RANDALL AYERS, Appellee
On Appeal from the 157th District Court
Harris County, Texas
Trial Court Case No. 2015-53403
OPINION
Appellant, Bryan Stallworth, sued his former appointed criminal counsel,
appellee Randall Ayers, for breach of contract, breach of fiduciary duty, gross
negligence, and violations of the Deceptive Trade Practices Act (“DTPA”) arising
from his conviction in a criminal case. Ayers moved for dismissal under Texas Rule
of Civil Procedure 91a, arguing that Stallworth’s suit had no basis in law. The trial
court granted the motion and dismissed the case.
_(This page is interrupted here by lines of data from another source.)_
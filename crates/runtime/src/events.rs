//! Fire-and-forget scheduler event notifications.
//!
//! The observability layer subscribes through an unbounded channel and
//! may be absent entirely; the core never blocks on it and drops events
//! when nobody is listening.

use crossbeam::channel::{self, Receiver, Sender};

use crate::strand::StrandId;

/// Best-effort notification keyed by strand metadata.
#[derive(Debug, Clone, PartialEq, Eq)]
pub enum StrandEvent {
    Spawned {
        id: StrandId,
        name: String,
        parent: Option<StrandId>,
    },
    Yielded {
        id: StrandId,
    },
    Parked {
        id: StrandId,
    },
    Resumed {
        id: StrandId,
    },
    Completed {
        id: StrandId,
        success: bool,
    },
    Violation {
        detail: String,
    },
}

/// Sink side held by the scheduler.
#[derive(Clone)]
pub struct EventSink {
    tx: Option<Sender<StrandEvent>>,
}

impl EventSink {
    /// A sink that drops everything.
    pub fn disabled() -> Self {
        EventSink { tx: None }
    }

    /// A connected sink plus its receiver.
    pub fn channel() -> (Self, Receiver<StrandEvent>) {
        let (tx, rx) = channel::unbounded();
        (EventSink { tx: Some(tx) }, rx)
    }

    /// Emit an event; never blocks, ignores a departed receiver.
    pub(crate) fn emit(&self, event: StrandEvent) {
        if let Some(tx) = &self.tx {
            let _ = tx.send(event);
        }
    }
}
impl Carrier {
    fn run(self) {
        trace!("carrier {} started", self.index);
        while !self.scheduler.shutdown.load(Ordering::Relaxed) {
            match self.find_work() {
                Some(id) => self.execute_strand(id),
                None => thread::sleep(self.scheduler.config.idle_poll),
            }
        }
        trace!("carrier {} stopped", self.index);
    }

    /// Find work: local deque -> global injector -> steal from siblings.
    fn find_work(&self) -> Option<StrandId> {
        if let Some(id) = self.local.pop() {
            return Some(id);
        }

        loop {
            match self.scheduler.injector.steal_batch_and_pop(&self.local) {
                Steal::Success(id) => return Some(id),
                Steal::Empty => break,
                Steal::Retry => continue,
            }
        }

        let count = self.scheduler.stealers.len();
        for i in 0..count {
            let idx = (self.index + i + 1) % count;
            if idx == self.index {
                continue;
            }
            loop {
                match self.scheduler.stealers[idx].steal() {
                    Steal::Success(id) => return Some(id),
                    Steal::Empty => break,
                    Steal::Retry => continue,
                }
            }
        }

        None
    }

    /// Run one step of a strand: from here to its next suspension point,
    /// yield, or completion. The handle lock is held for the whole step.
    fn execute_strand(&self, id: StrandId) {
        let Some(handle) = self.scheduler.strand_handle(id) else {
            // Reclaimed between enqueue and dequeue (e.g. cancelled out).
            return;
        };
        let mut strand = handle.lock();
        if strand.state != StrandState::Runnable {
            warn!("{}: dequeued in state {:?}, skipping", id, strand.state);
            return;
        }
        let Some(mut body) = strand.body.take() else {
            drop(strand);
            self.scheduler.finish_strand(
                &handle,
                Err(RuntimeError::Trapped {
                    message: "strand body missing at dispatch".to_string(),
                }),
            );
            return;
        };

        CURRENT_STRAND.with(|c| c.set(Some(id)));
        let step = {
            let mut cx = StrandCtx {
                scheduler: &self.scheduler,
                strand: &mut strand,
            };
            // The error trap: a panic anywhere in the step becomes the
            // strand's terminal error instead of unwinding the carrier.
            error::catch(|| body.step(&mut cx)).unwrap_or_else(|err| StepResult::Done(Err(err)))
        };
        CURRENT_STRAND.with(|c| c.set(None));

        match step {
            StepResult::Done(outcome) => {
                drop(strand);
                self.scheduler.finish_strand(&handle, outcome);
            }
            StepResult::Yielded => {
                // Yielded is transient: straight back to Runnable at the
                // tail of the local queue.
                body_back(&mut strand, body);
                strand.state = StrandState::Runnable;
                drop(strand);
                self.scheduler.events.emit(StrandEvent::Yielded { id });
                self.local.push(id);
            }
            StepResult::Pending => {
                // The step parked the strand (wait or bridge). A racing
                // completion may already have flipped it back to
                // Runnable and enqueued it; either way the carrier just
                // lets go.
                body_back(&mut strand, body);
                drop(strand);
                self.scheduler.events.emit(StrandEvent::Parked { id });
            }
        }
    }
}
In two issues, Stallworth argues
that Ayers breached his employment contract with Stallworth and breached his
fiduciary duties to Stallworth.
We affirm.
Background
In 2013, the State charged Stallworth with the offense of assault on a family
member, second offense, by impeding breathing.1 The criminal court appointed
Ayers to represent Stallworth. Stallworth was ultimately convicted of that offense.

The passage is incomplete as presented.